RACE-Seq – extension of human lncRNA transcripts by RACE coupled with long-read high-throughput sequencing

Long non-coding RNAs (lncRNAs) constitute a large, yet mostly uncharacterized fraction of the mammalian transcriptome. Such characterization requires a comprehensive, high-quality annotation of their gene structure and boundaries, which is currently lacking.

Here researchers from the Barcelona Institute of Science and Technology describe RACE-Seq, an experimental workflow designed to address this based on RACE (rapid amplification of cDNA ends) and long-read RNA sequencing. They apply RACE-Seq to 398 human lncRNA genes in seven tissues, leading to the discovery of 2,556 on-target, novel transcripts. About 60% of the targeted loci are extended in either 5′ or 3′, often reaching genomic hallmarks of gene boundaries. Analysis of the novel transcripts suggests that lncRNAs are as long, have as many exons and undergo as much alternative splicing as protein-coding genes, contrary to current assumptions. Overall, the researchers show that RACE-Seq is an effective tool to annotate an organism’s deep transcriptome, and compares favourably to other targeted sequencing techniques.

Schematic overview of RACE-seq


Standard 5′ and 3′ RACE primers are designed to target exons of a gene and produce primary RACE products, which undergo a second round of RACE reactions using nested 5′ or 3′ RACE primers. Both standard and nested 5′ and 3′ RACE products are subjected to long-read sequencing, followed by mapping to the reference genome.

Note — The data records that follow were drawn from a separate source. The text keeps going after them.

//! # TaskActor: the supervised restart loop.
//!
//! Keeps one [`Task`] running, relaunching it after every panic.
//!
//! ## State machine
//! ```text
//! Running ── panic ──► Faulted ── report via Fault ──► Backoff ── sleep(delay) ──► Running
//!    │
//!    └── returns normally ──► finished (no restart)
//!
//! shutdown() at any point ──► execution aborted / sleep interrupted ──► finished
//! ```
//!
//! ## Rules
//! - Both `Task::spawn()` and the future it returns run inside the trap.
//! - Every execution is its own Tokio task, launched only after the previous one exited
//!   and the backoff elapsed (never two executions at once).
//! - The restart mutex is held for the read-compute-update only, never across the sleep.
//! - A fault is never terminal; only normal completion or `shutdown()` ends the loop.

use std::sync::{
    Arc, Mutex, PoisonError,
    atomic::{AtomicU64, Ordering},
};
use std::time::Duration;

use tokio::{select, time};
use tokio_util::sync::CancellationToken;
use tracing::{debug, warn};

use crate::{
    core::restart::RestartState,
    logger::LoggerRef,
    tasks::TaskRef,
    trap::{Fault, trap_future},
};

/// Runs a single task under supervision.
pub(crate) struct TaskActor {
    /// Task to keep running.
    pub task: TaskRef,
    /// Sink for fault reports.
    pub logger: Option<LoggerRef>,
    /// Restart bookkeeping; locked only to compute the next delay.
    pub state: Arc<Mutex<RestartState>>,
    /// Number of recovered faults, readable from the handle.
    pub restarts: Arc<AtomicU64>,
}

impl TaskActor {
    /// Runs the loop until the task returns normally or `token` is cancelled.
    pub(crate) async fn run(self, token: CancellationToken) {
        let name = self.task.name().to_owned();
        debug!(task = %name, "supervised task started");

        loop {
            // `spawn()` itself may panic before yielding a future, so it runs inside the trap too.
            let task = Arc::clone(&self.task);
            let mut execution = tokio::spawn(trap_future(async move { task.spawn().await }));

            let outcome = select! {
                res = &mut execution => res,
                _ = token.cancelled() => {
                    execution.abort();
                    debug!(task = %name, "supervised task stopped by shutdown");
                    break;
                }
            };

            let fault = match outcome {
                Ok(Ok(())) => {
                    debug!(task = %name, "supervised task finished");
                    break;
                }
                Ok(Err(fault)) => fault,
                Err(join_err) if join_err.is_panic() => Fault::from_payload(join_err.into_panic()),
                Err(join_err) => {
                    warn!(task = %name, error = %join_err, "supervised execution was cancelled");
                    break;
                }
            };

            let restart = self.restarts.fetch_add(1, Ordering::Relaxed) + 1;
            let restart_text = restart.to_string();
            fault.report(
                self.logger.as_deref(),
                &[("task", name.as_str()), ("restart", restart_text.as_str())],
            );

            let delay = self.next_delay();
            debug!(task = %name, restart, delay = ?delay, "restarting supervised task");
            if !delay.is_zero() {
                select! {
                    _ = time::sleep(delay) => {}
                    _ = token.cancelled() => {
                        debug!(task = %name, "supervised task stopped during backoff");
                        break;
                    }
                }
            }
        }
    }

    fn next_delay(&self) -> Duration {
        let mut state = self.state.lock().unwrap_or_else(PoisonError::into_inner);
        state.next_delay(time::Instant::now())
    }
}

Lagarde J, Uszczynska-Ratajczak B, Santoyo-Lopez J, Gonzalez JM, Tapanari E, Mudge JM, Steward CA, Wilming L, Tanzer A, Howald C, Chrast J, Vela-Boza A, Rueda A, Lopez-Domingo FJ, Dopazo J, Reymond A, Guigó R, Harrow J. (2016) Extension of human lncRNA transcripts by RACE coupled with long-read high-throughput sequencing (RACE-Seq). Nat Commun 7:12339. [article]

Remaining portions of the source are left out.